About this Research Topic
Neurons of the medial septum and magnocellular basal forebrain (MS-MBF) are the main source of cholinergic transmission to the hippocampus, amygdala and cortex. In addition, the MS-MBF contains GABAergic and glutamatergic neurons that equally project to those structures. Altogether, this system contributes to the modulation of cognitive and emotional functions associated to those telencephalic areas. Dysregulation of this circuitry results in important neurological deficits including epilepsy and Alzheimer disease (AD).
The present topic aims to collect frontier research in understanding MS-MBF structure, function and physiopathology bringing together, in a single issue, recent advances from different methodological approaches.
Unlike other neural structures, the MS-MBF does not have a clear border that allows differentiation from adjacent structures. Nissl labelling shows large intensely stained neurons within the region. But, but several groups of neurons stained with protein markers shows that they are not necessarily contained within the MS-MBF boundaries. In addition to cytoarchitectonics, the pattern of connections of this region is not completely elucidated under the use of new tracing methods. Understanding the neuronal phenotypes belonging to the MS-MBF and its pattern of connections will help to elucidate how MS-MBF regulates upper telencephalic structures. Moreover, this information brought together will cast light on how these structures may work together in particular cerebral functions.
The medial septum has been considered as the main pacemaker of the hippocampal theta rhythm. Although this vision has been challenged and the hippocampus may enter in theta loops even in the absence of septal control, the hippocampus and septum are usually phase locked when entering in theta. Thus, the whole system must be considered when studying theta generation. Considering the fact that hippocampal theta has been highly correlated to learning and memory processes, the septal modulation of hippocampal function should be considered as an important element in generation and/or retrieval of hippocampal dependent memory. Several aspects need to be considered when studying the septal contribution to hippocampal theta; including the GABA, glutamatergic and cholinergic projections, neuropeptide activity and hyperpolarizing currents in the septum.

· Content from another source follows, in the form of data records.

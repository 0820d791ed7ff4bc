/*
 * ==========================================================================
 * PYCRAFT - Slash Commands, Real Expressions
 * ==========================================================================
 *
 * Author:   Sam Wilcox
 *
 * License:
 * This file is part of the PYCRAFT scripting language project.
 *
 * PYCRAFT is dual-licensed under the terms of:
 *   - The MIT license
 *   - The Apache License, Version 2.0
 *
 * You may choose either license to govern your use of this software.
 *
 * Unless required by applicable law or agreed to in writing, software
 * distributed under these licenses is distributed on an "AS IS" BASIS,
 * WITHOUT WARRANTIES OR CONDITIONS OF ANY KIND, either express or implied.
 *
 * ==========================================================================
 */

use crate::error::Error;

/// Renders PyCraft errors for humans.
///
/// Two shapes are supported:
/// - The one-line report `[line <n>] <message>` that scripts and the
///   interactive driver emit through the output sink
/// - A longer, compiler-style block that quotes the offending source line
///   and appends any help text
pub struct DiagnosticPrinter {
    /// Full source code of the unit being interpreted.
    source: String,

    /// Display name of the unit (e.g. `main.pyc` or `<repl>`).
    file_name: String,
}

impl DiagnosticPrinter {
    /// Creates a new diagnostic printer for a given source unit.
    pub fn new(file_name: impl Into<String>, source: impl Into<String>) -> Self {
        Self {
            file_name: file_name.into(),
            source: source.into(),
        }
    }

    /// One-line report, identical to the error's `Display`.
    pub fn report(error: &Error) -> String {
        error.to_string()
    }

    /// Compiler-style rendering.
    ///
    /// # Output Example
    /// ```text
    /// error[E_RUNTIME]: Division by zero.
    ///   --> main.pyc:3
    ///    |
    ///  3 | /expr @y { @x $ (0) }
    ///    |
    /// help: Guard the divisor with an /execute if.
    /// ```
    pub fn render(&self, error: &Error) -> String {
        let line = error.line();
        let message = match error {
            Error::Lex(e) => e.message.clone(),
            Error::Parse(e) => format!("Error at '{}': {}", e.lexeme, e.message),
            Error::Runtime(e) => e.message.clone(),
            Error::Config(msg) => msg.clone(),
        };

        // Lines are 1-indexed in diagnostics, but vectors are 0-indexed.
        let src_line = self
            .source
            .lines()
            .nth(line.saturating_sub(1))
            .unwrap_or("");

        let mut out = format!(
            "error[{}]: {}\n  --> {}:{}\n   |\n{:>3} | {}\n   |",
            error.code(),
            message,
            self.file_name,
            line,
            line,
            src_line
        );

        let help = match error {
            Error::Parse(e) => e.help.as_deref(),
            Error::Runtime(e) => e.help.as_deref(),
            _ => None,
        };

        if let Some(help) = help {
            out.push_str("\nhelp: ");
            out.push_str(help);
        }

        out
    }
}
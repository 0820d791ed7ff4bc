/*
 * ==========================================================================
 * PYCRAFT - Slash Commands, Real Expressions
 * ==========================================================================
 *
 * Author:   Sam Wilcox
 *
 * License:
 * This file is part of the PYCRAFT scripting language project.
 *
 * PYCRAFT is dual-licensed under the terms of:
 *   - The MIT license
 *   - The Apache License, Version 2.0
 *
 * You may choose either license to govern your use of this software.
 *
 * Unless required by applicable law or agreed to in writing, software
 * distributed under these licenses is distributed on an "AS IS" BASIS,
 * WITHOUT WARRANTIES OR CONDITIONS OF ANY KIND, either express or implied.
 *
 * ==========================================================================
 */

//! PyCraft: a command-flavoured scripting language.
//!
//! Source text flows through a fixed pipeline:
//!
//! ```text
//! Source → Lexer → Tokens → Parser → Program → Interpreter
//! ```
//!
//! ```no_run
//! use pycraft::{Config, Interpreter, OutputHandler};
//!
//! let mut interpreter = Interpreter::new(Config::default(), OutputHandler::Stdout);
//! interpreter.run_source("/summon int @x (5)\n/set @x += (3)\n/say {@x}")?;
//! # Ok::<(), pycraft::Error>(())
//! ```

pub mod ast;
pub mod config;
pub mod diagnostics;
pub mod error;
pub mod interpreter;
pub mod lexer;
pub mod parser;
pub mod value;

pub use config::Config;
pub use diagnostics::DiagnosticPrinter;
pub use error::{Error, LexError, ParseError, RuntimeError};
pub use interpreter::output::OutputHandler;
pub use interpreter::{ExecSignal, Interpreter, RunReport, RunStatus};
pub use value::Value;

Parallel to electrophysiology studies, behavioral studies on medial septum-magnocellular basal forebrain function has been centered in hippocampal-dependent functions such as attention mechanisms and spatial working memory. Recent research reports the contribution of the system to amygdala dependent behaviors, including anxiety, stress, fear and arousal. The challenge as researchers in this field must be to elucidate the mechanism underlying the MS-MBF modulation of such wide variety of brain functions.
On the other hand, clinical relevance of the regions is brought by the fact that loss of cholinergic neurons in MS-MBF in early stages of AD correlates to cognitive impairment In fact, several lines of research on AD pathology study the toxic effects of amyloid-β on septal cholinergic neurons. This region may also be involved in different types of pathology, such as temporal lobe epilepsy. Research in this field, using pilocarpine as an epileptic model, suggests that the interference on cholinergic transmission induces epilepsy. In addition, theta episodes seem to protect hippocampal activity against seizures, but the mechanism underlying this protection has not been completely unraveled.
Finally, although MS-MBF function has been largely studied in relation to hippocampal functions, modulation of cortex and amygdala activity by the MS-MBF should also be considered when studying its global function.
Thus, we encourage researchers to report data covering any of the topics on MS-MBF research regarding its different projections, connectivity patterns and behavioral paradigms in a common chapter to provide a global view of this brain area function.